Neues Werkzeugset revolutioniert die Erforschung genetischer IRES-Elemente
Lotta AlbrechtNeues Werkzeugset revolutioniert die Erforschung genetischer IRES-Elemente
Ein Forschungsteam des Universitätsklinikums Bonn (UKB), der Universität Bonn und der Stanford University hat ein neues Werkzeugset für die Erforschung interner ribosomaler Eintrittsstellen (IRES, von engl. internal ribosomal entry sites) entwickelt. Die in der Fachzeitschrift The EMBO Journal am 13. März 2025 veröffentlichte Arbeit etabliert eine einheitliche Methode zur Analyse dieser entscheidenden genetischen Elemente. Bisher hatte das Forschungsfeld unter inkonsistenten und unzuverlässigen Testverfahren gelitten.

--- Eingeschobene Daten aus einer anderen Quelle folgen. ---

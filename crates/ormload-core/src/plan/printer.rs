//! Text rendering of load plans for logs and the CLI.

use std::fmt::Write;

use super::fetch::{CollectionReference, EntityReference, Fetch, Return};
use super::space::{JoinKind, QuerySpace, SpaceKind};
use super::LoadPlan;
use crate::query::AliasResolutionContext;

const INDENT: usize = 3;

/// Renders a [`LoadPlan`] as an indented tree, with resolved aliases when
/// an alias context is given.
pub struct LoadPlanTreePrinter<'p> {
    plan: &'p LoadPlan,
    aliases: Option<&'p AliasResolutionContext<'p>>,
}

impl<'p> LoadPlanTreePrinter<'p> {
    pub fn new(plan: &'p LoadPlan) -> Self {
        Self { plan, aliases: None }
    }

    pub fn with_aliases(mut self, aliases: &'p AliasResolutionContext<'p>) -> Self {
        self.aliases = Some(aliases);
        self
    }

    pub fn render(&self) -> String {
        let mut out = String::new();
        let _ = writeln!(out, "LoadPlan({:?})", self.plan.disposition);
        line(&mut out, 1, "Returns");
        for root in &self.plan.returns {
            match root {
                Return::Entity(entity) => {
                    line(
                        &mut out,
                        2,
                        &format!("EntityReturn(entity={}, uid={})", entity.entity, entity.space_uid),
                    );
                    self.render_entity_fetches(&mut out, entity, 3);
                }
                Return::Collection(collection) => {
                    line(
                        &mut out,
                        2,
                        &format!("CollectionReturn(role={}, uid={})", collection.role, collection.space_uid),
                    );
                    self.render_collection(&mut out, collection, 3);
                }
            }
        }
        line(&mut out, 1, "QuerySpaces");
        for root in self.plan.query_spaces.roots() {
            self.render_space(&mut out, root, 2);
        }
        out
    }

    fn render_entity_fetches(&self, out: &mut String, entity: &EntityReference, depth: usize) {
        if let Some(uid) = &entity.identifier_space_uid {
            line(out, depth, &format!("(identifier uid={uid})"));
        }
        for fetch in entity.identifier_fetches.iter().chain(&entity.fetches) {
            self.render_fetch(out, fetch, depth);
        }
    }

    fn render_collection(&self, out: &mut String, collection: &CollectionReference, depth: usize) {
        if let Some(element) = &collection.element {
            line(
                out,
                depth,
                &format!("(collection element) entity={}, uid={}", element.entity, element.space_uid),
            );
            self.render_entity_fetches(out, element, depth + 1);
        }
        if let Some(index) = &collection.index {
            line(
                out,
                depth,
                &format!("(collection index) entity={}, uid={}", index.entity, index.space_uid),
            );
        }
    }

    fn render_fetch(&self, out: &mut String, fetch: &Fetch, depth: usize) {
        let strategy = fetch.strategy();
        match fetch {
            Fetch::Entity(f) => {
                line(
                    out,
                    depth,
                    &format!(
                        "EntityFetch(path={}, entity={}, uid={}, {:?}/{:?})",
                        f.property, f.reference.entity, f.reference.space_uid, strategy.timing, strategy.style
                    ),
                );
                self.render_entity_fetches(out, &f.reference, depth + 1);
            }
            Fetch::BidirectionalEntity(f) => line(
                out,
                depth,
                &format!(
                    "BidirectionalEntityFetch(path={}, entity={}, target={})",
                    f.property, f.entity, f.target_space_uid
                ),
            ),
            Fetch::Collection(f) => {
                line(
                    out,
                    depth,
                    &format!(
                        "CollectionFetch(path={}, role={}, uid={}, {:?}/{:?})",
                        f.property, f.reference.role, f.reference.space_uid, strategy.timing, strategy.style
                    ),
                );
                self.render_collection(out, &f.reference, depth + 1);
            }
            Fetch::Composite(f) => {
                line(out, depth, &format!("CompositeFetch(path={}, uid={})", f.property, f.space_uid));
                for nested in &f.fetches {
                    self.render_fetch(out, nested, depth + 1);
                }
            }
            Fetch::Any(f) => line(out, depth, &format!("AnyFetch(path={})", f.property)),
            Fetch::Deferred(f) => line(
                out,
                depth,
                &format!("DeferredFetch(path={}, {:?}/{:?})", f.property, strategy.timing, strategy.style),
            ),
        }
    }

    fn render_space(&self, out: &mut String, space: &QuerySpace, depth: usize) {
        let description = match &space.kind {
            SpaceKind::Entity { entity } => format!("EntityQuerySpace(uid={}, entity={entity})", space.uid),
            SpaceKind::Collection { role } => format!("CollectionQuerySpace(uid={}, role={role})", space.uid),
            SpaceKind::Composite { property } => {
                format!("CompositeQuerySpace(uid={}, property={property})", space.uid)
            }
        };
        line(out, depth, &description);
        if let Some(aliases) = self.aliases {
            if let Some(alias) = aliases.resolve_sql_table_alias(&space.uid) {
                line(out, depth + 1, &format!("SQL table alias - {alias}"));
            }
            if let Some(entity) = aliases.resolve_entity_reference_aliases(&space.uid) {
                line(out, depth + 1, &format!("alias suffix - {}", entity.columns.suffix));
                line(
                    out,
                    depth + 1,
                    &format!("suffixed key columns - {{{}}}", entity.columns.identifier.join(", ")),
                );
            }
            if let Some(collection) = aliases.resolve_collection_reference_aliases(&space.uid) {
                line(
                    out,
                    depth + 1,
                    &format!("alias suffix - {}", collection.collection_columns.suffix),
                );
                line(
                    out,
                    depth + 1,
                    &format!("suffixed key columns - {{{}}}", collection.collection_columns.key.join(", ")),
                );
            }
        }
        for join in &space.joins {
            let kind = match join.kind {
                JoinKind::Composite => "composite",
                JoinKind::Entity => "entity",
                JoinKind::Collection => "collection",
                JoinKind::CollectionElement => "collection element",
                JoinKind::CollectionIndex => "collection index",
            };
            let join_type = if join.required { "inner" } else { "left outer" };
            line(
                out,
                depth + 1,
                &format!("JOIN ({kind}, {join_type}) : {} -> {}", join.lhs, join.rhs),
            );
            if let Ok(rhs) = self.plan.query_spaces.get(&join.rhs) {
                self.render_space(out, rhs, depth + 2);
            }
        }
    }
}

fn line(out: &mut String, depth: usize, text: &str) {
    let _ = writeln!(out, "{:width$}- {text}", "", width = depth * INDENT);
}

#[cfg(test)]
mod tests {
    use super::*;
    use crate::plan::{FetchStrategy, Join, QuerySpaces};

    fn plan() -> LoadPlan {
        let mut spaces = QuerySpaces::new();
        spaces
            .add_root(QuerySpace::new("<gen:0>", SpaceKind::Entity { entity: "Post".into() }))
            .unwrap();
        spaces
            .add(QuerySpace::new("<gen:1>", SpaceKind::Entity { entity: "User".into() }))
            .unwrap();
        spaces
            .add_join(Join {
                lhs: "<gen:0>".into(),
                rhs: "<gen:1>".into(),
                kind: JoinKind::Entity,
                required: true,
                lhs_columns: vec!["author_id".into()],
                rhs_columns: vec!["id".into()],
                with_condition: None,
            })
            .unwrap();
        let mut root = EntityReference::new("<gen:0>", "Post");
        root.fetches.push(Fetch::Entity(crate::plan::EntityFetch {
            property: "author".into(),
            strategy: FetchStrategy::IMMEDIATE_JOIN,
            one_to_one: false,
            reference: EntityReference::new("<gen:1>", "User"),
        }));
        LoadPlan {
            disposition: crate::plan::PlanDisposition::EntityLoader,
            returns: vec![Return::Entity(root)],
            query_spaces: spaces,
        }
    }

    #[test]
    fn test_render_without_aliases() {
        let rendered = LoadPlanTreePrinter::new(&plan()).render();
        let expected = "\
LoadPlan(EntityLoader)
   - Returns
      - EntityReturn(entity=Post, uid=<gen:0>)
         - EntityFetch(path=author, entity=User, uid=<gen:1>, Immediate/Join)
   - QuerySpaces
      - EntityQuerySpace(uid=<gen:0>, entity=Post)
         - JOIN (entity, inner) : <gen:0> -> <gen:1>
            - EntityQuerySpace(uid=<gen:1>, entity=User)
";
        assert_eq!(rendered, expected);
    }
}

Das Fehlen standardisierter Techniken hatte die Erforschung zellulärer IRES weitgehend zum Erliegen gebracht. Ohne verlässliche Methoden zur Messung ihrer Funktion blieb der Fortschritt im Verständnis und in der Anwendung dieser Sequenzen begrenzt. Das neu entwickelte Werkzeugset schließt diese Lücke, indem es robuste Verfahren zur Charakterisierung der IRES-Aktivität sowohl in kultivierten Zellen als auch in embryonalem Gewebe bereitstellt.
Das Set umfasst unter anderem ein Reporter-System auf Basis zirkulärer RNA sowie Messungen der Translationsraten einzelner IRES-haltiger mRNA-Moleküle. Diese Methoden ermöglichen eine präzise Bewertung, wie effizient verschiedene IRES-Elemente die Proteinproduktion initiieren. Forscher können nun Ergebnisse zwischen verschiedenen Experimenten vergleichen und so einen Maßstab für künftige Studien setzen.
Besonders leistungsstarke IRES-Elemente bergen großes Potenzial für die synthetische Biologie und die Entwicklung fortschrittlicher mRNA-Therapien. Ihre Fähigkeit, eine effiziente Proteinsynthese unabhängig von herkömmlichen, cap-abhängigen Mechanismen anzutreiben, macht sie für medizinische und biotechnologische Anwendungen wertvoll. Die Universität Bonn, das UKB und die Stanford University haben zudem ein Patent auf wirksame nicht-virale IRES-Sequenzen angemeldet, die speziell die Translation zirkulärer RNA verbessern sollen.
Die Finanzierung des Projekts erfolgte durch die Deutsche Forschungsgemeinschaft (DFG) und die Universität Bonn. Die vollständige Studie ist unter folgendem DOI abrufbar: https://doi.org/10.1038/s44318-025-00404-5.
Die Einführung dieses standardisierten Werkzeugsets verschafft Forschern ein zuverlässiges Gerüst für die IRES-Analyse. Damit wird ein zuvor stagnierendes Forschungsfeld wiederbelebt und der Weg für Innovationen in der mRNA-basierten Therapie und der synthetischen Biologie geebnet. Die patentierten Sequenzen unterstützen zudem mögliche praktische Anwendungen in Medizin und Biotechnologie.